2. What makes deception technology different than other technologies?

"One of the big challenges in security, and we hear this all the time, that, 'there was some breach and the hackers were there for, you know, what, four months, five months, six months undetected' because these guys were able to come in and work around all the existing tools and technologies and they wrote custom malware. Attackers have gotten really smart. And they're not, you know, really one size fits all. So deception technologies is one of those technologies that lets us level the playing field.

Deception technology allows us to be spies and put spies all over our own network in a way that attackers can't see. We have the opportunity to level the playing field, to put all these different trip wires all over our networks, all throughout different things to see if someone goes through and you catch them."

3. Why is deception technology important for security?

"Devices are proliferating, literally out of control. We see it on our networks. And it's becoming harder everyday to manage it. And let's face it, a lot of the AI solutions out there now, they're not that good. Maybe in the future they will be. So deception technology, again, is our only way to level the playing field against the attackers. It is our secret sauce. It's our spy versus spy."

4. How do you implement deception technology?

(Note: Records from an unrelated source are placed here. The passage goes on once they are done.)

//! Lenient numeric coercion for configuration values.
//!
//! Configuration files written for the search layer frequently carry numbers
//! as strings (`"3"`, `"10 "`). These helpers turn such strings into integers
//! without failing: the longest leading integer is taken and anything else
//! yields zero.

/// Parse the leading number of `input` as an integer, falling back to zero.
///
/// Leading whitespace is skipped and a single `+` or `-` sign is accepted.
/// A leading number written with a fraction or an exponent (`"2.5"`,
/// `"1e3"`) is truncated toward zero. Parsing stops at the first character
/// that cannot continue the number. Values beyond the `i64` range saturate.
///
/// # Examples
///
/// ```
/// use solrq_core::coerce::lenient_int;
///
/// assert_eq!(lenient_int("3"), 3);
/// assert_eq!(lenient_int(" 12abc"), 12);
/// assert_eq!(lenient_int("-4"), -4);
/// assert_eq!(lenient_int("1e3"), 1000);
/// assert_eq!(lenient_int("2.9"), 2);
/// assert_eq!(lenient_int("abc"), 0);
/// assert_eq!(lenient_int(""), 0);
/// ```
pub fn lenient_int(input: &str) -> i64 {
    let trimmed = input.trim_start();
    let bytes = trimmed.as_bytes();

    let sign_len = usize::from(matches!(bytes.first(), Some(b'+' | b'-')));
    let int_end = sign_len + count_digits(&bytes[sign_len..]);
    if int_end == sign_len {
        return 0;
    }

    let mut end = int_end;
    let mut fractional = false;
    if bytes.get(end) == Some(&b'.') {
        let fraction_digits = count_digits(&bytes[end + 1..]);
        if fraction_digits > 0 {
            fractional = true;
            end += 1 + fraction_digits;
        }
    }
    if matches!(bytes.get(end), Some(b'e' | b'E')) {
        let exp_start = end + 1;
        let exp_sign_len = usize::from(matches!(bytes.get(exp_start), Some(b'+' | b'-')));
        let exp_digits = count_digits(&bytes[exp_start + exp_sign_len..]);
        if exp_digits > 0 {
            fractional = true;
            end = exp_start + exp_sign_len + exp_digits;
        }
    }

    if fractional {
        return trimmed[..end].parse().map(truncate_float).unwrap_or(0);
    }

    let negative = bytes[0] == b'-';
    bytes[sign_len..int_end].iter().fold(0i64, |value, byte| {
        let digit = i64::from(byte - b'0');
        if negative {
            value.saturating_mul(10).saturating_sub(digit)
        } else {
            value.saturating_mul(10).saturating_add(digit)
        }
    })
}

/// Truncate a float toward zero. NaN becomes zero and infinities saturate.
pub fn truncate_float(value: f64) -> i64 {
    if value.is_nan() { 0 } else { value as i64 }
}

fn count_digits(bytes: &[u8]) -> usize {
    bytes.iter().take_while(|b| b.is_ascii_digit()).count()
}

/// Parse `input` strictly as a whole integer.
///
/// Surrounding whitespace is ignored. Returns `None` when the string is not
/// entirely an integer.
pub fn strict_int(input: &str) -> Option<i64> {
    input.trim().parse().ok()
}

/// Returns true if `input` starts with an integer (after optional whitespace
/// and sign).
pub fn has_numeric_prefix(input: &str) -> bool {
    let trimmed = input.trim_start();
    let digits = trimmed
        .strip_prefix('-')
        .or_else(|| trimmed.strip_prefix('+'))
        .unwrap_or(trimmed);
    digits.bytes().next().is_some_and(|b| b.is_ascii_digit())
}
//! Lenient deserializers for configuration scalars.
//!
//! Search configuration is often written by hand or migrated from systems
//! where every value is a string. Numbers and flags therefore accept either
//! their native TOML type or a string, and strings are coerced instead of
//! rejected. Floats truncate toward zero and booleans count as 0 or 1.

use serde::{Deserialize, Deserializer};
use solrq_core::coerce::{has_numeric_prefix, lenient_int, truncate_float};

#[derive(Deserialize)]
#[serde(untagged)]
enum NumberValue {
    Int(i64),
    Float(f64),
    Bool(bool),
    Str(String),
}

impl NumberValue {
    fn coerce(self) -> i64 {
        match self {
            NumberValue::Int(n) => n,
            NumberValue::Float(f) => coerce_float(f),
            NumberValue::Bool(b) => i64::from(b),
            NumberValue::Str(s) => coerce_str(&s),
        }
    }
}

#[derive(Deserialize)]
#[serde(untagged)]
enum FlagValue {
    Bool(bool),
    Int(i64),
    Float(f64),
    Str(String),
}

fn coerce_float(raw: f64) -> i64 {
    let value = truncate_float(raw);
    if raw.fract() != 0.0 || !raw.is_finite() {
        log::warn!("Fractional configuration value {raw} truncated to {value}");
    }
    value
}

fn coerce_str(raw: &str) -> i64 {
    if !has_numeric_prefix(raw) {
        log::warn!("Non-numeric configuration value '{raw}' coerced to 0");
    }
    lenient_int(raw)
}

/// Deserialize an integer that may be written as a string.
pub(crate) fn lenient_i64<'de, D>(deserializer: D) -> Result<i64, D::Error>
where
    D: Deserializer<'de>,
{
    Ok(NumberValue::deserialize(deserializer)?.coerce())
}

/// Optional variant of [`lenient_i64`]; pair with `#[serde(default)]`.
pub(crate) fn lenient_opt_i64<'de, D>(deserializer: D) -> Result<Option<i64>, D::Error>
where
    D: Deserializer<'de>,
{
    Ok(Option::<NumberValue>::deserialize(deserializer)?.map(NumberValue::coerce))
}

/// Deserialize a flag written as a bool, a number, or a string.
///
/// Numbers and numeric strings are enabled when non-zero; `"true"` and
/// `"false"` are accepted in any case.
pub(crate) fn lenient_bool<'de, D>(deserializer: D) -> Result<bool, D::Error>
where
    D: Deserializer<'de>,
{
    Ok(match FlagValue::deserialize(deserializer)? {
        FlagValue::Bool(b) => b,
        FlagValue::Int(n) => n != 0,
        FlagValue::Float(f) => f != 0.0,
        FlagValue::Str(s) => match s.trim().to_ascii_lowercase().as_str() {
            "true" | "yes" | "on" => true,
            "false" | "no" | "off" | "" => false,
            other => coerce_str(other) != 0,
        },
    })
}
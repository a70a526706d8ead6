//! Solr request parameter builders.
//!
//! Each builder translates one configuration concern into a fragment of
//! request parameters. Builders are constructed per request from the search
//! configuration and implement [`ParameterBuilder`].
//!
//! # Builders
//!
//! | Builder | Parameters |
//! |---------|------------|
//! | [`GroupingParameterBuilder`] | `group`, `group.format`, `group.ngroups`, `group.limit`, `group.query`, `group.sort`, `group.field` |
//!
//! Merging fragments and sending them is left to the request assembler.

pub mod grouping;

pub use grouping::{FieldSource, GroupingParameterBuilder};
pub use solrq_core::{ParamValue, ParameterBuilder, Parameters};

"It kind of depends on how complex you want your deception to be. And also how often you want this to change. Some of the newer deception technologies have ones that now kind of morph, and now actually change on their own, which is just amazing to be able to do that. But for a lot of us, we may not need the latest and greatest deception technology. Deploying this technology could be as simple as one PC in a given area. It could be as simple as a program on a given system."

5. What are lessons learned from deception tech in security?

"Like most of us, we have various scans in our network. They go through and we look at different files. We look at different versions of things. We're always looking through our network, we're looking to make sure people didn't leave a file where they shouldn't have where a file contains information that it shouldn't. So we have these different scans.

So we deployed a deception technology, and we forget to change one of our scans. So our scan went through and it hit all of these trip wires across our company.

We saw literally an enormous number of devices, all of a sudden get tripped. And we're like, 'wow, this is either the most amazing software out there, or we made a mistake.' So, please, when you deploy it, make sure you've adjusted your entire environment to compensate."